___ Data provided

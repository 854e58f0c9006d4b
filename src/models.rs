//! Public relief models.
//!
//! Models are the primary public interface of this crate.
//!
//! # Organization
//!
//! Models are organized into domain-specific submodules ([`relief`],
//! [`piping`]) based on an opinionated taxonomy. This organization may evolve
//! as more models are added.
//!
//! # Model structure
//!
//! Each model lives in its own module and contains an internal `core`
//! submodule where the actual computation and domain logic lives. The `core`
//! module is an implementation detail; its input, result, and error types are
//! re-exported from the model's module, and the [`twine_core::Model`]
//! implementation is a thin adapter that delegates to the core API.

pub mod piping;
pub mod relief;
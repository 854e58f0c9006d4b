use uom::si::f64::{Length, MassDensity};

use crate::support::constraint::{Constrained, NonNegative, StrictlyPositive};

use super::{FlowSpec, PressureDropError};

/// Validated input for a straight-pipe pressure drop calculation.
#[derive(Debug, Clone, Copy, PartialEq)]
pub struct PressureDropInput {
    friction_factor: Constrained<f64, NonNegative>,
    length: Length,
    diameter: Constrained<Length, StrictlyPositive>,
    density: Constrained<MassDensity, StrictlyPositive>,
    flow: FlowSpec,
}

impl PressureDropInput {
    /// Creates a validated input.
    ///
    /// # Errors
    ///
    /// Returns a constraint error when the friction factor is negative or
    /// the diameter or density is not strictly positive. The flow
    /// specification itself is checked when the pressure drop is computed.
    pub fn new(
        friction_factor: f64,
        length: Length,
        diameter: Length,
        density: MassDensity,
        flow: FlowSpec,
    ) -> Result<Self, PressureDropError> {
        Ok(Self {
            friction_factor: NonNegative::new(friction_factor)?,
            length,
            diameter: StrictlyPositive::new(diameter)?,
            density: StrictlyPositive::new(density)?,
            flow,
        })
    }

    /// Darcy friction factor.
    #[must_use]
    pub fn friction_factor(&self) -> f64 {
        self.friction_factor.into_inner()
    }

    /// Pipe length.
    #[must_use]
    pub fn length(&self) -> Length {
        self.length
    }

    /// Inner pipe diameter.
    #[must_use]
    pub(super) fn diameter(&self) -> Constrained<Length, StrictlyPositive> {
        self.diameter
    }

    /// Fluid density.
    #[must_use]
    pub(super) fn density(&self) -> Constrained<MassDensity, StrictlyPositive> {
        self.density
    }

    /// The flow specification.
    #[must_use]
    pub fn flow(&self) -> FlowSpec {
        self.flow
    }
}
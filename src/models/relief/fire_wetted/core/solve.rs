//! Energy balance for the fire-wetted vaporization solve.

use uom::si::f64::MolarEnergy;

use crate::support::{
    thermo::{FlashResolver, Flasher},
    units::{MolarRate, TemperatureDifference},
};

use super::{FireWettedError, FireWettedInput, FireWettedResults, duty::wetted_duty};

/// Solves the fire-wetted vaporization case.
///
/// Computes the API 521 wetted-surface duty, resolves the equilibrium states
/// bounding the requested vapor-fraction interval, splits the enthalpy change
/// between them into sensible and latent parts, and charges the entire duty
/// against the latent heat per unit vaporized.
pub(crate) fn solve(
    input: &FireWettedInput,
    flasher: &impl Flasher,
    resolver: &FlashResolver,
) -> Result<FireWettedResults, FireWettedError> {
    let wetted = wetted_duty(
        input.wetted_area(),
        input.adequate_drainage(),
        input.environment_factor(),
        input.air_cooler(),
    );

    let initial = resolver.resolve(
        flasher,
        input.pressure(),
        input.initial_vapor_fraction(),
        input.composition(),
    )?;
    let r#final = resolver.resolve(
        flasher,
        input.pressure(),
        input.final_vapor_fraction(),
        input.composition(),
    )?;

    let average_heat_capacity = (initial.molar_heat_capacity + r#final.molar_heat_capacity) / 2.0;

    let total_enthalpy_change = r#final.molar_enthalpy - initial.molar_enthalpy;
    let sensible_enthalpy_change: MolarEnergy =
        average_heat_capacity * r#final.temperature.minus(initial.temperature);
    let latent_enthalpy_change = total_enthalpy_change - sensible_enthalpy_change;

    // The flashed fractions govern here, not the requested ones: solver
    // tolerance can collapse a nominally valid interval.
    let vaporized_fraction = r#final.vapor_fraction - initial.vapor_fraction;
    if vaporized_fraction <= 0.0 {
        return Err(FireWettedError::DegenerateInterval {
            initial: initial.vapor_fraction,
            flashed_final: r#final.vapor_fraction,
        });
    }

    let latent_heat_per_vaporized = latent_enthalpy_change / vaporized_fraction;
    let vaporization_rate: MolarRate = wetted.duty / latent_heat_per_vaporized;

    Ok(FireWettedResults {
        duty: wetted.duty,
        duty_constant: wetted.constant,
        vaporization_rate,
        average_heat_capacity,
        initial_temperature: initial.temperature,
        final_temperature: r#final.temperature,
        total_enthalpy_change,
        sensible_enthalpy_change,
        latent_enthalpy_change,
        latent_heat_per_vaporized,
    })
}
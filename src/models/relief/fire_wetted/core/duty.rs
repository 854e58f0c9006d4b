use uom::si::{
    area::square_foot,
    energy::btu_it,
    f64::{Area, Energy, Power, Time},
    time::hour,
};

use crate::support::{
    constraint::{Constrained, NonNegative, StrictlyPositive},
    units::DutyPerArea,
};

/// Duty constant with adequate drainage and firefighting, BTU/(hr·ft²).
///
/// The determination of what constitutes adequate drainage is subjective and
/// left to the user, but it should be designed to carry flammable or
/// combustible liquids away from the vessel (API 521, §4.4.13.2.4.2).
pub const DUTY_CONSTANT_ADEQUATE_DRAINAGE: f64 = 21_000.0;

/// Duty constant without adequate drainage and firefighting, BTU/(hr·ft²).
pub const DUTY_CONSTANT_INADEQUATE_DRAINAGE: f64 = 34_500.0;

/// Wetted-area exponent for general equipment (API 521 equations 7 and 8).
pub const AREA_EXPONENT_GENERAL: f64 = 0.82;

/// Wetted-area exponent for air-cooled heat exchangers in liquid-cooling
/// service (API 521 equations 21 and 22).
pub const AREA_EXPONENT_AIR_COOLER: f64 = 1.0;

/// Wetted-surface heat absorption during fire exposure.
#[derive(Debug, Clone, Copy, PartialEq)]
pub struct WettedDuty {
    /// Total heat duty absorbed through the wetted surface.
    pub duty: Power,

    /// Duty constant applied, per unit wetted area.
    pub constant: DutyPerArea,
}

/// A power of `value` BTU (international table) per hour.
///
/// uom 0.36 has no BTU-based power unit, so the quantity is assembled from
/// its energy and time factors.
fn btu_it_per_hour(value: f64) -> Power {
    Energy::new::<btu_it>(value) / Time::new::<hour>(1.0)
}

/// Computes the API 521 wetted-surface heat duty `Q = C · F · A^E`.
///
/// The correlation constants are empirical and unit-specific: the wetted area
/// enters in square feet and the constant carries BTU/(hr·ft²). The fractional
/// exponent makes the formula dimensionally inhomogeneous, so the conversion
/// happens here, once, and the result is returned as a typed [`Power`].
#[must_use]
pub fn wetted_duty(
    wetted_area: Constrained<Area, StrictlyPositive>,
    adequate_drainage: bool,
    environment_factor: Constrained<f64, NonNegative>,
    air_cooler: bool,
) -> WettedDuty {
    let c = if adequate_drainage {
        DUTY_CONSTANT_ADEQUATE_DRAINAGE
    } else {
        DUTY_CONSTANT_INADEQUATE_DRAINAGE
    };

    let e = if air_cooler {
        AREA_EXPONENT_AIR_COOLER
    } else {
        AREA_EXPONENT_GENERAL
    };

    let area_ft2 = wetted_area.into_inner().get::<square_foot>();
    let duty = btu_it_per_hour(c * environment_factor.into_inner() * area_ft2.powf(e));
    let constant = btu_it_per_hour(c) / Area::new::<square_foot>(1.0);

    WettedDuty { duty, constant }
}

#[cfg(test)]
mod tests {
    use super::*;

    use approx::assert_relative_eq;
    use crate::support::constraint::{NonNegative, StrictlyPositive};

    fn area(ft2: f64) -> Constrained<Area, StrictlyPositive> {
        StrictlyPositive::new(Area::new::<square_foot>(ft2)).unwrap()
    }

    fn factor(f: f64) -> Constrained<f64, NonNegative> {
        NonNegative::new(f).unwrap()
    }

    fn as_btu_per_hour(power: Power) -> f64 {
        (power * Time::new::<hour>(1.0)).get::<btu_it>()
    }

    #[test]
    fn general_equipment_scenario() {
        // 1000 ft², no drainage credit: Q = 34500 · 1000^0.82.
        let result = wetted_duty(area(1000.0), false, factor(1.0), false);

        assert_relative_eq!(
            as_btu_per_hour(result.duty),
            9_949_908.6857,
            epsilon = 1e-2
        );
        assert_relative_eq!(
            as_btu_per_hour(result.constant * Area::new::<square_foot>(1.0)),
            34_500.0,
            epsilon = 1e-9
        );
    }

    #[test]
    fn air_cooler_uses_linear_area() {
        let result = wetted_duty(area(500.0), false, factor(1.0), true);

        // 34500 · 500^1.0, exactly.
        assert_relative_eq!(
            as_btu_per_hour(result.duty),
            17_250_000.0,
            epsilon = 1e-6
        );
    }

    #[test]
    fn adequate_drainage_lowers_the_constant() {
        let result = wetted_duty(area(500.0), true, factor(1.0), true);

        assert_relative_eq!(
            as_btu_per_hour(result.duty),
            21_000.0 * 500.0,
            epsilon = 1e-6
        );
        assert_relative_eq!(
            as_btu_per_hour(result.constant * Area::new::<square_foot>(1.0)),
            21_000.0,
            epsilon = 1e-9
        );
    }

    #[test]
    fn duty_scales_with_the_area_exponent() {
        let single = wetted_duty(area(100.0), false, factor(1.0), false);
        let doubled = wetted_duty(area(200.0), false, factor(1.0), false);
        assert_relative_eq!(
            as_btu_per_hour(doubled.duty) / as_btu_per_hour(single.duty),
            2.0_f64.powf(AREA_EXPONENT_GENERAL),
            epsilon = 1e-12
        );

        let single = wetted_duty(area(100.0), false, factor(1.0), true);
        let doubled = wetted_duty(area(200.0), false, factor(1.0), true);
        assert_relative_eq!(
            as_btu_per_hour(doubled.duty) / as_btu_per_hour(single.duty),
            2.0,
            epsilon = 1e-12
        );
    }

    #[test]
    fn environment_factor_scales_the_duty() {
        let bare = wetted_duty(area(1000.0), false, factor(1.0), false);
        let insulated = wetted_duty(area(1000.0), false, factor(0.75), false);

        assert_relative_eq!(
            as_btu_per_hour(insulated.duty),
            0.75 * as_btu_per_hour(bare.duty),
            epsilon = 1e-9
        );
    }
}
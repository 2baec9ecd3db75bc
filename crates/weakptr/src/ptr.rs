//! The `WeakPtr<T>` handle.
//!
//! A `WeakPtr<T>` pairs a [`WeakReference`] with the address of a `T`. It
//! never keeps `T` alive; every access re-checks the reference, so a handle
//! that outlives its target simply stops yielding it.

#![allow(clippy::ptr_as_ptr)]

use std::fmt;
use std::ops::Deref;
use std::ptr::NonNull;

use crate::callback::WeakCallback;
use crate::reference::WeakReference;

// ============================================================================
// WeakPtr<T>
// ============================================================================

/// A non-owning pointer that its [`WeakPtrFactory`](crate::WeakPtrFactory)
/// can invalidate.
///
/// Obtain one from [`WeakPtrFactory::get_weak_ptr`](crate::WeakPtrFactory::get_weak_ptr).
/// All handles from the same factory generation share one invalidation
/// flag. Accessing the target ([`get`](Self::get), `Deref`,
/// [`is_valid`](Self::is_valid)) must happen on the thread the generation is
/// bound to; checked builds enforce this.
///
/// # Examples
///
/// ```
/// use std::ptr::NonNull;
/// use weakptr::{WeakPtr, WeakPtrFactory};
///
/// let data = Box::new(7);
/// // SAFETY: `data` is neither moved nor dropped before `factory`.
/// let factory = unsafe { WeakPtrFactory::new(NonNull::from(&*data)) };
///
/// let weak: WeakPtr<i32> = factory.get_weak_ptr();
/// assert_eq!(weak.get(), Some(&7));
///
/// factory.invalidate_weak_ptrs();
/// assert_eq!(weak.get(), None);
/// assert!(weak.was_invalidated());
/// ```
pub struct WeakPtr<T: ?Sized> {
    reference: WeakReference,
    ptr: Option<NonNull<T>>,
}

impl<T: ?Sized> WeakPtr<T> {
    /// A handle that never pointed at anything.
    #[must_use]
    pub const fn null() -> Self {
        Self {
            reference: WeakReference::null(),
            ptr: None,
        }
    }

    pub(crate) const fn from_parts(reference: WeakReference, ptr: Option<NonNull<T>>) -> Self {
        Self { reference, ptr }
    }

    /// Returns the target if it is still valid.
    ///
    /// # Panics
    ///
    /// In checked builds, panics when called off the bound thread.
    #[track_caller]
    #[must_use]
    pub fn get(&self) -> Option<&T> {
        if !self.reference.is_valid() {
            return None;
        }
        // SAFETY: the reference is valid, so the factory that issued it has
        // not been invalidated or dropped and its target is alive.
        self.ptr.map(|ptr| unsafe { ptr.as_ref() })
    }

    /// Returns `true` if [`get`](Self::get) would return the target.
    #[track_caller]
    #[must_use]
    pub fn is_valid(&self) -> bool {
        self.ptr.is_some() && self.reference.is_valid()
    }

    /// Loose, thread-agnostic validity check.
    ///
    /// A `false` result is final. A `true` result may already be stale when
    /// it returns: it is a cheap way to skip pointless cross-thread work, but
    /// the target must still be reached through [`get`](Self::get) on the
    /// bound thread.
    #[must_use]
    pub fn maybe_valid(&self) -> bool {
        self.reference.maybe_valid()
    }

    /// Returns `true` if this handle pointed at a target that has since been
    /// invalidated. Null and [`reset`](Self::reset) handles return `false`.
    #[track_caller]
    #[must_use]
    pub fn was_invalidated(&self) -> bool {
        self.ptr.is_some() && !self.reference.is_valid()
    }

    /// Clears the handle.
    pub fn reset(&mut self) {
        self.reference.reset();
        self.ptr = None;
    }

    /// Returns `true` if both handles store the same address.
    ///
    /// Validity is not consulted: two invalidated handles that pointed at
    /// the same target still compare equal.
    #[must_use]
    pub fn ptr_eq(this: &Self, other: &Self) -> bool {
        match (this.ptr, other.ptr) {
            (Some(a), Some(b)) => std::ptr::addr_eq(a.as_ptr(), b.as_ptr()),
            (None, None) => true,
            _ => false,
        }
    }

    /// Narrows the handle to a part of the target, such as a field.
    ///
    /// The resulting handle shares this handle's invalidation flag. The
    /// projection runs against the live target, so the target must be valid
    /// and the call must happen on the bound thread. Projecting an
    /// invalidated or null handle yields [`WeakPtr::null`].
    ///
    /// # Examples
    ///
    /// ```
    /// use weakptr::WeakPtrFactory;
    ///
    /// struct Pair {
    ///     left: u64,
    ///     right: u64,
    /// }
    ///
    /// let pair = Box::new(Pair { left: 1, right: 2 });
    /// // SAFETY: `pair` outlives `factory`.
    /// let factory = unsafe { WeakPtrFactory::new(std::ptr::NonNull::from(&*pair)) };
    ///
    /// let right = factory.get_weak_ptr().project(|pair| &pair.right);
    /// assert_eq!(right.get(), Some(&2));
    /// # assert_eq!(pair.left, 1);
    /// ```
    #[track_caller]
    #[must_use]
    pub fn project<U: ?Sized>(self, f: impl FnOnce(&T) -> &U) -> WeakPtr<U> {
        let Some(target) = self.get() else {
            return WeakPtr::null();
        };
        let projected = NonNull::from(f(target));
        WeakPtr {
            reference: self.reference,
            ptr: Some(projected),
        }
    }

    /// Re-types the stored address with `f` and keeps the invalidation flag.
    ///
    /// Unlike [`project`](Self::project) this never touches the target, so
    /// it works on invalidated handles and on any thread.
    /// [`weak_upcast!`](crate::weak_upcast) builds on it for unsizing
    /// conversions.
    ///
    /// # Safety
    ///
    /// Whenever the original address is valid for reads as a `T`, the
    /// address returned by `f` must be valid for reads as a `U` and must stay
    /// so at least as long as the original target.
    #[must_use]
    pub unsafe fn map_raw<U: ?Sized>(self, f: impl FnOnce(NonNull<T>) -> NonNull<U>) -> WeakPtr<U> {
        WeakPtr {
            reference: self.reference,
            ptr: self.ptr.map(f),
        }
    }

    /// Binds `f` to this handle as its receiver.
    ///
    /// The returned callback runs `f` only while the target is valid.
    #[must_use]
    pub const fn bind<F>(self, f: F) -> WeakCallback<T, F> {
        WeakCallback::new(self, f)
    }
}

impl<T: ?Sized> Clone for WeakPtr<T> {
    fn clone(&self) -> Self {
        Self {
            reference: self.reference.clone(),
            ptr: self.ptr,
        }
    }
}

impl<T: ?Sized> Default for WeakPtr<T> {
    /// Equivalent to [`WeakPtr::null`]. Together with [`std::mem::take`] this
    /// gives a move that clears the source.
    fn default() -> Self {
        Self::null()
    }
}

impl<T: ?Sized> Deref for WeakPtr<T> {
    type Target = T;

    /// # Panics
    ///
    /// Always panics (in every build) if the handle is null or invalidated.
    #[track_caller]
    fn deref(&self) -> &T {
        match self.get() {
            Some(target) => target,
            None => crate::check::check_failed(format_args!(
                "dereferenced a null or invalidated WeakPtr"
            )),
        }
    }
}

impl<T: ?Sized> fmt::Debug for WeakPtr<T> {
    fn fmt(&self, f: &mut fmt::Formatter<'_>) -> fmt::Result {
        f.debug_struct("WeakPtr")
            .field("ptr", &self.ptr.map(|ptr| ptr.as_ptr() as *const ()))
            .field("maybe_valid", &self.maybe_valid())
            .finish()
    }
}

// A `WeakPtr` only ever hands out `&T`, and only on the bound thread.
#[allow(clippy::non_send_fields_in_send_ty)]
unsafe impl<T: ?Sized + Sync> Send for WeakPtr<T> {}
#[allow(clippy::non_send_fields_in_send_ty)]
unsafe impl<T: ?Sized + Sync> Sync for WeakPtr<T> {}

/// Converts a [`WeakPtr`] by unsizing coercion, e.g. to a trait object.
///
/// The address is kept as is and the flag is shared, so the conversion works
/// on invalidated handles and on any thread.
///
/// # Examples
///
/// ```
/// use std::fmt::Display;
/// use weakptr::{weak_upcast, WeakPtr, WeakPtrFactory};
///
/// let value = Box::new(42_u32);
/// // SAFETY: `value` outlives `factory`.
/// let factory = unsafe { WeakPtrFactory::new(std::ptr::NonNull::from(&*value)) };
///
/// let display: WeakPtr<dyn Display> = weak_upcast!(factory.get_weak_ptr() => dyn Display);
/// assert_eq!(display.get().map(ToString::to_string).as_deref(), Some("42"));
/// ```
#[macro_export]
macro_rules! weak_upcast {
    ($ptr:expr => $target:ty) => {{
        let ptr: $crate::WeakPtr<_> = $ptr;
        // SAFETY: an unsizing coercion keeps the address and provenance of
        // the original target.
        unsafe { ptr.map_raw(|raw| -> ::core::ptr::NonNull<$target> { raw }) }
    }};
}

// ============================================================================
// WeakPtrMut<T>
// ============================================================================

/// The mutable flavour of [`WeakPtr`], from
/// [`WeakPtrFactory::get_mutable_weak_ptr`](crate::WeakPtrFactory::get_mutable_weak_ptr).
///
/// Converts into a `WeakPtr<T>` with `From`; there is no
/// conversion in the other direction.
pub struct WeakPtrMut<T: ?Sized> {
    inner: WeakPtr<T>,
}

impl<T: ?Sized> WeakPtrMut<T> {
    /// A handle that never pointed at anything.
    #[must_use]
    pub const fn null() -> Self {
        Self {
            inner: WeakPtr::null(),
        }
    }

    pub(crate) const fn from_weak(inner: WeakPtr<T>) -> Self {
        Self { inner }
    }

    /// Shared access, see [`WeakPtr::get`].
    #[track_caller]
    #[must_use]
    pub fn get(&self) -> Option<&T> {
        self.inner.get()
    }

    /// Exclusive access to a still valid target.
    ///
    /// # Safety
    ///
    /// No other reference to the target may be alive while the returned
    /// reference is, including references obtained through other handles of
    /// the same factory or through the owner itself.
    #[track_caller]
    #[must_use]
    pub unsafe fn get_mut(&mut self) -> Option<&mut T> {
        if !self.inner.reference.is_valid() {
            return None;
        }
        // SAFETY: the target is alive (valid reference) and the caller
        // guarantees exclusivity.
        self.inner.ptr.map(|mut ptr| unsafe { ptr.as_mut() })
    }

    /// See [`WeakPtr::is_valid`].
    #[track_caller]
    #[must_use]
    pub fn is_valid(&self) -> bool {
        self.inner.is_valid()
    }

    /// See [`WeakPtr::maybe_valid`].
    #[must_use]
    pub fn maybe_valid(&self) -> bool {
        self.inner.maybe_valid()
    }

    /// See [`WeakPtr::was_invalidated`].
    #[track_caller]
    #[must_use]
    pub fn was_invalidated(&self) -> bool {
        self.inner.was_invalidated()
    }

    /// Clears the handle.
    pub fn reset(&mut self) {
        self.inner.reset();
    }

    /// Gives up mutable access.
    #[must_use]
    pub fn into_shared(self) -> WeakPtr<T> {
        self.inner
    }
}

impl<T: ?Sized> From<WeakPtrMut<T>> for WeakPtr<T> {
    fn from(ptr: WeakPtrMut<T>) -> Self {
        ptr.into_shared()
    }
}

impl<T: ?Sized> Clone for WeakPtrMut<T> {
    fn clone(&self) -> Self {
        Self {
            inner: self.inner.clone(),
        }
    }
}

impl<T: ?Sized> Default for WeakPtrMut<T> {
    fn default() -> Self {
        Self::null()
    }
}

impl<T: ?Sized> fmt::Debug for WeakPtrMut<T> {
    fn fmt(&self, f: &mut fmt::Formatter<'_>) -> fmt::Result {
        f.debug_tuple("WeakPtrMut").field(&self.inner).finish()
    }
}

// Mutable access moves `&mut T` across threads, so `T: Send` is needed too.
#[allow(clippy::non_send_fields_in_send_ty)]
unsafe impl<T: ?Sized + Send + Sync> Send for WeakPtrMut<T> {}
#[allow(clippy::non_send_fields_in_send_ty)]
unsafe impl<T: ?Sized + Send + Sync> Sync for WeakPtrMut<T> {}

#[cfg(test)]
mod tests {
    use super::*;
    use crate::WeakPtrFactory;

    #[test]
    fn null_handles_compare_equal() {
        let a: WeakPtr<u8> = WeakPtr::null();
        let b = WeakPtr::default();
        assert!(WeakPtr::ptr_eq(&a, &b));
    }

    #[test]
    fn map_raw_keeps_flag_after_invalidation() {
        let value = Box::new([1_u8, 2, 3]);
        // SAFETY: `value` outlives `factory`.
        let factory = unsafe { WeakPtrFactory::new(NonNull::from(&*value)) };
        let weak = factory.get_weak_ptr();
        factory.invalidate_weak_ptrs();

        let slice: WeakPtr<[u8]> = crate::weak_upcast!(weak => [u8]);
        assert!(slice.was_invalidated());
        assert!(slice.get().is_none());
    }

    #[test]
    fn mutable_handle_writes_through() {
        let mut value = Box::new(10_i32);
        // SAFETY: `value` outlives `factory` and is only accessed through it.
        let factory = unsafe { WeakPtrFactory::new(NonNull::from(&mut *value)) };
        let mut weak = factory.get_mutable_weak_ptr();
        // SAFETY: no other reference to the target is alive.
        if let Some(target) = unsafe { weak.get_mut() } {
            *target += 5;
        }
        assert_eq!(weak.get(), Some(&15));
        drop((weak, factory));
        assert_eq!(*value, 15);
    }
}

______

** Exercise **
State how many lines of the listing above include the string "FireWettedError", with no words around the number.

** Completed exercise **
3